### EXERCISE PROMPT:
Each record must be printed again exactly as it appears.

### INPUT RECORDS:
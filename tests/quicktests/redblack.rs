use ordmap::redblack::Tree;

use std::collections::{BTreeMap, HashMap, HashSet};

use crate::Op;

/// Applies a set of operations to a tree and a hashmap.
/// This way we can ensure that after a random smattering of inserts
/// and deletes we have the same set of keys in the map.
fn do_ops<K, V>(ops: &[Op<K, V>], tree: &mut Tree<K, V>, map: &mut HashMap<K, V>)
where
    K: std::hash::Hash + Eq + Clone + Ord,
    V: std::fmt::Debug + PartialEq + Clone,
{
    for op in ops {
        match op {
            Op::Insert(k, v) => {
                tree.insert(k.clone(), v.clone());
                map.insert(k.clone(), v.clone());
            }
            Op::Remove(k) => {
                assert_eq!(tree.delete(k), map.remove(k));
            }
        }
    }
}

#[quickcheck]
fn fuzz_multiple_operations_i8(ops: Vec<Op<i8, i8>>) -> bool {
    let mut tree = Tree::new();
    let mut map = HashMap::new();

    do_ops(&ops, &mut tree, &mut map);
    tree.len() == map.len() && map.keys().all(|key| tree.find(key) == map.get(key))
}

#[quickcheck]
fn contains(xs: Vec<i8>) -> bool {
    let mut tree = Tree::new();
    for x in &xs {
        tree.insert(*x, *x);
    }

    xs.iter().all(|x| tree.find(x) == Some(x) && tree.contains_key(x))
}

#[quickcheck]
fn contains_not(xs: Vec<i8>, nots: Vec<i8>) -> bool {
    let mut tree = Tree::new();
    for x in &xs {
        tree.insert(*x, *x);
    }
    let added: HashSet<_> = xs.into_iter().collect();
    let nots: HashSet<_> = nots.into_iter().collect();
    let mut nots = nots.difference(&added);

    nots.all(|x| tree.find(x) == None && !tree.contains_key(x))
}

#[quickcheck]
fn with_deletions(xs: Vec<i8>, deletes: Vec<i8>) -> bool {
    let mut tree = Tree::new();
    for x in &xs {
        tree.insert(*x, *x);
    }
    for delete in &deletes {
        tree.delete(delete);
    }

    let inserted: HashSet<_> = xs.iter().copied().collect();
    let deleted: HashSet<_> = deletes.iter().copied().collect();

    deletes.iter().all(|x| tree.find(x).is_none())
        && inserted.difference(&deleted).all(|x| tree.find(x) == Some(x))
}

#[quickcheck]
fn iterates_like_a_btreemap(entries: Vec<(i8, i8)>) -> bool {
    let mut tree = Tree::new();
    let mut map = BTreeMap::new();
    for (k, v) in &entries {
        tree.insert(*k, *v);
        map.insert(*k, *v);
    }

    tree.iter().eq(map.iter()) && tree.keys().eq(map.keys())
}

#[quickcheck]
fn agrees_with_the_plain_tree(ops: Vec<Op<i8, i8>>) -> bool {
    let mut balanced = Tree::new();
    let mut plain = ordmap::plain::Tree::new();

    for op in &ops {
        match op {
            Op::Insert(k, v) => {
                balanced.insert(*k, *v);
                plain.insert(*k, *v);
            }
            Op::Remove(k) => {
                assert_eq!(balanced.delete(k), plain.delete(k));
            }
        }
    }

    balanced.len() == plain.len() && balanced.iter().eq(plain.iter())
}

### EXERCISE RESPONSE:
filename tests/quicktests/redblack.rs
use ordmap::redblack::Tree;

use std::collections::{BTreeMap, HashMap, HashSet};

use crate::Op;

/// Applies a set of operations to a tree and a hashmap.
/// This way we can ensure that after a random smattering of inserts
/// and deletes we have the same set of keys in the map.
fn do_ops<K, V>(ops: &[Op<K, V>], tree: &mut Tree<K, V>, map: &mut HashMap<K, V>)
where
    K: std::hash::Hash + Eq + Clone + Ord,
    V: std::fmt::Debug + PartialEq + Clone,
{
    for op in ops {
        match op {
            Op::Insert(k, v) => {
                tree.insert(k.clone(), v.clone());
                map.insert(k.clone(), v.clone());
            }
            Op::Remove(k) => {
                assert_eq!(tree.delete(k), map.remove(k));
            }
        }
    }
}

#[quickcheck]
fn fuzz_multiple_operations_i8(ops: Vec<Op<i8, i8>>) -> bool {
    let mut tree = Tree::new();
    let mut map = HashMap::new();

    do_ops(&ops, &mut tree, &mut map);
    tree.len() == map.len() && map.keys().all(|key| tree.find(key) == map.get(key))
}

#[quickcheck]
fn contains(xs: Vec<i8>) -> bool {
    let mut tree = Tree::new();
    for x in &xs {
        tree.insert(*x, *x);
    }

    xs.iter().all(|x| tree.find(x) == Some(x) && tree.contains_key(x))
}

#[quickcheck]
fn contains_not(xs: Vec<i8>, nots: Vec<i8>) -> bool {
    let mut tree = Tree::new();
    for x in &xs {
        tree.insert(*x, *x);
    }
    let added: HashSet<_> = xs.into_iter().collect();
    let nots: HashSet<_> = nots.into_iter().collect();
    let mut nots = nots.difference(&added);

    nots.all(|x| tree.find(x) == None && !tree.contains_key(x))
}

#[quickcheck]
fn with_deletions(xs: Vec<i8>, deletes: Vec<i8>) -> bool {
    let mut tree = Tree::new();
    for x in &xs {
        tree.insert(*x, *x);
    }
    for delete in &deletes {
        tree.delete(delete);
    }

    let inserted: HashSet<_> = xs.iter().copied().collect();
    let deleted: HashSet<_> = deletes.iter().copied().collect();

    deletes.iter().all(|x| tree.find(x).is_none())
        && inserted.difference(&deleted).all(|x| tree.find(x) == Some(x))
}

#[quickcheck]
fn iterates_like_a_btreemap(entries: Vec<(i8, i8)>) -> bool {
    let mut tree = Tree::new();
    let mut map = BTreeMap::new();
    for (k, v) in &entries {
        tree.insert(*k, *v);
        map.insert(*k, *v);
    }

    tree.iter().eq(map.iter()) && tree.keys().eq(map.keys())
}

#[quickcheck]
fn agrees_with_the_plain_tree(ops: Vec<Op<i8, i8>>) -> bool {
    let mut balanced = Tree::new();
    let mut plain = ordmap::plain::Tree::new();

    for op in &ops {
        match op {
            Op::Insert(k, v) => {
                balanced.insert(*k, *v);
                plain.insert(*k, *v);
            }
            Op::Remove(k) => {
                assert_eq!(balanced.delete(k), plain.delete(k));
            }
        }
    }

    balanced.len() == plain.len() && balanced.iter().eq(plain.iter())
}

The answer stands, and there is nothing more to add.